Knowing the quality of Yamaha’s keyboard instruments, I had absolutely no hesitation to simply press the button and order the new piano keyboard from Amazon.com. The biggest obstacle was figuring out how to be home for the delivery, because if nothing else I am no longer capable of handling a 94-pound dead weight myself. And UPS, which gives me warning a day in advance when it will be delivering something as unimportant as a calendar, gave me no warning what time the delivery was going to be attempted. I left work early after tracking the package but missed the driver by half an hour.
Luckily my friends Linda and Ed Rios came to my rescue and we picked up the piano from UPS the night of its missed delivery.
I made the recording above of Eric Satie’s Trois Gymnopedies yesterday afternoon. I have never learned it well enough to memorize it, so there are page turns, but the birds are singing along here and there.
I am in love with the new instrument and I feel like playing again. So much so that I have decided to alter my work schedule a bit in January so I can come in half an hour later a couple days a week and play in the morning before I leave for work. It is a shame to have only the weekends to play and then if I am doing something else in the morning being too tired or busy to play later.

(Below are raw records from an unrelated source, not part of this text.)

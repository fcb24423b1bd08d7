use tauri::State;

use crate::timer::{BreakLength, FocusController, FocusSnapshot};
use crate::AppState;

fn controller_from_state(state: &State<'_, AppState>) -> FocusController {
    state.focus.clone()
}

#[tauri::command]
pub async fn get_focus_state(state: State<'_, AppState>) -> Result<FocusSnapshot, String> {
    let controller = controller_from_state(&state);
    Ok(controller.snapshot().await)
}

#[tauri::command]
pub async fn start_pomodoro(state: State<'_, AppState>) -> Result<FocusSnapshot, String> {
    let controller = controller_from_state(&state);
    controller.start_pomodoro().await.map_err(|e| e.to_string())
}

#[tauri::command]
pub async fn start_disconnection(state: State<'_, AppState>) -> Result<FocusSnapshot, String> {
    let controller = controller_from_state(&state);
    controller
        .start_disconnection()
        .await
        .map_err(|e| e.to_string())
}

#[tauri::command]
pub async fn choose_break(
    state: State<'_, AppState>,
    length: BreakLength,
) -> Result<FocusSnapshot, String> {
    let controller = controller_from_state(&state);
    controller
        .choose_break(length)
        .await
        .map_err(|e| e.to_string())
}

#[tauri::command]
pub async fn restart_pomodoro(state: State<'_, AppState>) -> Result<FocusSnapshot, String> {
    let controller = controller_from_state(&state);
    controller
        .restart_pomodoro()
        .await
        .map_err(|e| e.to_string())
}

#[tauri::command]
pub async fn toggle_timer(state: State<'_, AppState>) -> Result<FocusSnapshot, String> {
    let controller = controller_from_state(&state);
    controller.toggle_timer().await.map_err(|e| e.to_string())
}

#[tauri::command]
pub async fn cancel_focus(state: State<'_, AppState>) -> Result<(), String> {
    let controller = controller_from_state(&state);
    controller.cancel().await.map_err(|e| e.to_string())
}

#[tauri::command]
pub async fn report_movement(state: State<'_, AppState>) -> Result<(), String> {
    let controller = controller_from_state(&state);
    controller.report_movement().await.map_err(|e| e.to_string())
}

I’ve been able to play more this weekend because my mobility has been compromised by some issues with my right knee. So except for the pain it’s been a relaxing weekend with lots of naps and hanging out with the indoor crowd as I get to know them better. I will see a doctor tomorrow and ask for a shot and an opinion, so I can get back to walking at my usual clip.

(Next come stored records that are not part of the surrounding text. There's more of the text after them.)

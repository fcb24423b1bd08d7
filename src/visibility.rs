use std::{sync::Arc, time::Duration};

use serde::Serialize;
use tokio::{sync::Mutex, task::JoinHandle, time};

use crate::events::{self, emit_payload, EventSink};

/// How long the pointer has to stay away before on-screen controls hide.
const HIDE_DELAY: Duration = Duration::from_secs(3);

#[derive(Serialize, Clone)]
#[serde(rename_all = "camelCase")]
struct VisibilityChangedEvent {
    show_controls: bool,
}

/// Shows controls as soon as the pointer moves, hides them three seconds
/// after it leaves. A pending hide is cancelled by new activity.
#[derive(Clone)]
pub struct ControlsVisibility {
    visible: Arc<Mutex<bool>>,
    hide_task: Arc<Mutex<Option<JoinHandle<()>>>>,
    events: Arc<dyn EventSink>,
    hide_delay: Duration,
}

impl ControlsVisibility {
    pub fn new(events: Arc<dyn EventSink>) -> Self {
        Self {
            visible: Arc::new(Mutex::new(false)),
            hide_task: Arc::new(Mutex::new(None)),
            events,
            hide_delay: HIDE_DELAY,
        }
    }

    pub async fn is_visible(&self) -> bool {
        *self.visible.lock().await
    }

    pub async fn pointer_activity(&self) {
        if let Some(handle) = self.hide_task.lock().await.take() {
            handle.abort();
        }

        let mut visible = self.visible.lock().await;
        if !*visible {
            *visible = true;
            emit_payload(
                self.events.as_ref(),
                events::CONTROLS_VISIBILITY_CHANGED,
                &VisibilityChangedEvent {
                    show_controls: true,
                },
            );
        }
    }

    pub async fn pointer_idle(&self) {
        let mut guard = self.hide_task.lock().await;
        if let Some(handle) = guard.take() {
            handle.abort();
        }

        let visible = self.visible.clone();
        let events = self.events.clone();
        let hide_delay = self.hide_delay;
        let handle = tokio::spawn(async move {
            time::sleep(hide_delay).await;
            let mut visible = visible.lock().await;
            if *visible {
                *visible = false;
                emit_payload(
                    events.as_ref(),
                    events::CONTROLS_VISIBILITY_CHANGED,
                    &VisibilityChangedEvent {
                        show_controls: false,
                    },
                );
            }
        });

        *guard = Some(handle);
    }
}

#[cfg(test)]
mod tests {
    use super::*;
    use crate::events::testing::RecordingSink;

    fn tracker() -> (ControlsVisibility, Arc<RecordingSink>) {
        let sink = RecordingSink::new();
        let events: Arc<dyn EventSink> = sink.clone();
        (ControlsVisibility::new(events), sink)
    }

    async fn advance(duration: Duration) {
        tokio::task::yield_now().await;
        time::advance(duration).await;
        tokio::task::yield_now().await;
        tokio::task::yield_now().await;
    }

    #[tokio::test(start_paused = true)]
    async fn controls_hide_exactly_three_seconds_after_idle() {
        let (tracker, _sink) = tracker();
        tracker.pointer_activity().await;
        assert!(tracker.is_visible().await);

        tracker.pointer_idle().await;
        advance(Duration::from_millis(2_999)).await;
        assert!(tracker.is_visible().await);

        advance(Duration::from_millis(1)).await;
        assert!(!tracker.is_visible().await);
    }

    #[tokio::test(start_paused = true)]
    async fn activity_cancels_a_pending_hide() {
        let (tracker, _sink) = tracker();
        tracker.pointer_activity().await;
        tracker.pointer_idle().await;

        advance(Duration::from_secs(2)).await;
        tracker.pointer_activity().await;

        // The first three-second window no longer applies.
        advance(Duration::from_secs(2)).await;
        assert!(tracker.is_visible().await);

        // A new idle start opens a fresh window.
        tracker.pointer_idle().await;
        advance(Duration::from_secs(3)).await;
        assert!(!tracker.is_visible().await);
    }

    #[tokio::test(start_paused = true)]
    async fn visibility_changes_are_emitted_once_per_transition() {
        let (tracker, sink) = tracker();
        tracker.pointer_activity().await;
        tracker.pointer_activity().await;
        tracker.pointer_idle().await;
        advance(Duration::from_secs(3)).await;

        let changes = sink.events_named(events::CONTROLS_VISIBILITY_CHANGED);
        assert_eq!(changes.len(), 2);
        assert_eq!(changes[0]["showControls"], true);
        assert_eq!(changes[1]["showControls"], false);
    }
}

Now for a word about Dudley the Diamond Dove. Dudley started laying eggs a couple weeks ago…so she is now Dudlee. I know of two additional eggs that have broken because of where she has dropped them.

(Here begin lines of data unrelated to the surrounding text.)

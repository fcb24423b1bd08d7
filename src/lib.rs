mod audio;
mod clock;
mod events;
mod settings;
mod timer;
mod visibility;
mod weather;

use std::sync::Arc;

use audio::{catalog::SoundOption, AudioEngineHandle, AudioSnapshot};
use clock::ClockInfo;
use events::TauriEventSink;
use settings::SettingsStore;
use tauri::{Manager, State};
use timer::{
    commands::{
        cancel_focus, choose_break, get_focus_state, report_movement, restart_pomodoro,
        start_disconnection, start_pomodoro, toggle_timer,
    },
    FocusController,
};
use visibility::ControlsVisibility;
use weather::{WeatherData, WeatherService};

pub(crate) struct AppState {
    pub(crate) audio: AudioEngineHandle,
    pub(crate) focus: FocusController,
    pub(crate) settings: Arc<SettingsStore>,
    pub(crate) weather: WeatherService,
    pub(crate) controls: ControlsVisibility,
}

#[tauri::command]
fn toggle_audio_playback(state: State<AppState>) -> Result<(), String> {
    state.audio.toggle_playback()
}

#[tauri::command]
fn set_audio_volume(volume: f32, state: State<AppState>) -> Result<f32, String> {
    state.audio.set_volume(volume)
}

#[tauri::command]
fn change_sound(sound_id: String, state: State<AppState>) -> Result<(), String> {
    state.audio.change_sound(&sound_id)
}

#[tauri::command]
fn get_audio_state(state: State<AppState>) -> Result<AudioSnapshot, String> {
    Ok(state.audio.snapshot())
}

#[tauri::command]
fn list_sounds() -> Vec<SoundOption> {
    audio::catalog::SOUND_OPTIONS.to_vec()
}

#[tauri::command]
fn get_task(state: State<AppState>) -> Result<String, String> {
    Ok(state.settings.task())
}

#[tauri::command]
fn set_task(task: String, state: State<AppState>) -> Result<(), String> {
    state.settings.update_task(task).map_err(|e| e.to_string())
}

#[tauri::command]
fn get_clock() -> ClockInfo {
    clock::current()
}

#[tauri::command]
async fn fetch_weather(
    latitude: f64,
    longitude: f64,
    state: State<'_, AppState>,
) -> Result<WeatherData, String> {
    Ok(state.weather.fetch(latitude, longitude).await)
}

#[tauri::command]
async fn pointer_activity(state: State<'_, AppState>) -> Result<(), String> {
    state.controls.pointer_activity().await;
    Ok(())
}

#[tauri::command]
async fn pointer_idle(state: State<'_, AppState>) -> Result<(), String> {
    state.controls.pointer_idle().await;
    Ok(())
}

#[tauri::command]
async fn get_controls_visible(state: State<'_, AppState>) -> Result<bool, String> {
    Ok(state.controls.is_visible().await)
}

#[cfg_attr(mobile, tauri::mobile_entry_point)]
pub fn run() {
    // Initialize logging (reads RUST_LOG env var)
    env_logger::Builder::from_default_env()
        .filter_level(log::LevelFilter::Info)
        .init();

    log::info!("Stillpoint starting up...");

    tauri::Builder::default()
        .setup(|app| {
            let result = (|| -> anyhow::Result<()> {
                let app_data_dir = app
                    .path()
                    .app_data_dir()
                    .map_err(|err| anyhow::anyhow!(err))?;
                std::fs::create_dir_all(&app_data_dir)?;

                let settings_path = app_data_dir.join("settings.json");
                let settings = Arc::new(SettingsStore::new(settings_path)?);

                let events = TauriEventSink::new(app.handle().clone());

                app.manage(AppState {
                    audio: AudioEngineHandle::new(events.clone()),
                    focus: FocusController::new(settings.clone(), events.clone()),
                    settings,
                    weather: WeatherService::new(),
                    controls: ControlsVisibility::new(events),
                });

                Ok(())
            })();

            result.map_err(|err| err.into())
        })
        .invoke_handler(tauri::generate_handler![
            toggle_audio_playback,
            set_audio_volume,
            change_sound,
            get_audio_state,
            list_sounds,
            get_task,
            set_task,
            get_clock,
            fetch_weather,
            pointer_activity,
            pointer_idle,
            get_controls_visible,
            get_focus_state,
            start_pomodoro,
            start_disconnection,
            choose_break,
            restart_pomodoro,
            toggle_timer,
            cancel_focus,
            report_movement,
        ])
        .run(tauri::generate_context!())
        .expect("error while running tauri application");
}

I have a lot to learn about doves. Apparently with Diamond Doves, both sexes sing. And Dudlee has two sounds. One vocalization is akin to blowing on an empty bottle. But the other is a lovely coo, and it’s always two notes. You can hear her sing it in the video below.
I also managed to record the two male Zebra Finches tonight, whose songs are still developing. Thus I have not yet named them. They seem to spend a lot of time fighting over territory, which involves chasing and cursing each other, but they have not come to blows so I guess it’s just a guy thing.
The first one’s song has a refrain, the cadence of which first reminded me of a Black Rail, but he is adding notes to the beginning of it, so I am hoping for a name to reveal itself soon.
The second one gave a little concert tonight as he foraged for nesting material.
So far, the new finch hens have been laying but nothing has hatched. Could be the time of year or simply the time it is taking for everyone to get settled in. Of course Dudlee’s eggs will never hatch, but maybe her gender explains part of the special relationship she has with Blue the lone budgie. She and Blue now share a perch at night and they sit feather-to-feather.
Things are getting back to normal on the most important level: I am playing music for birds again.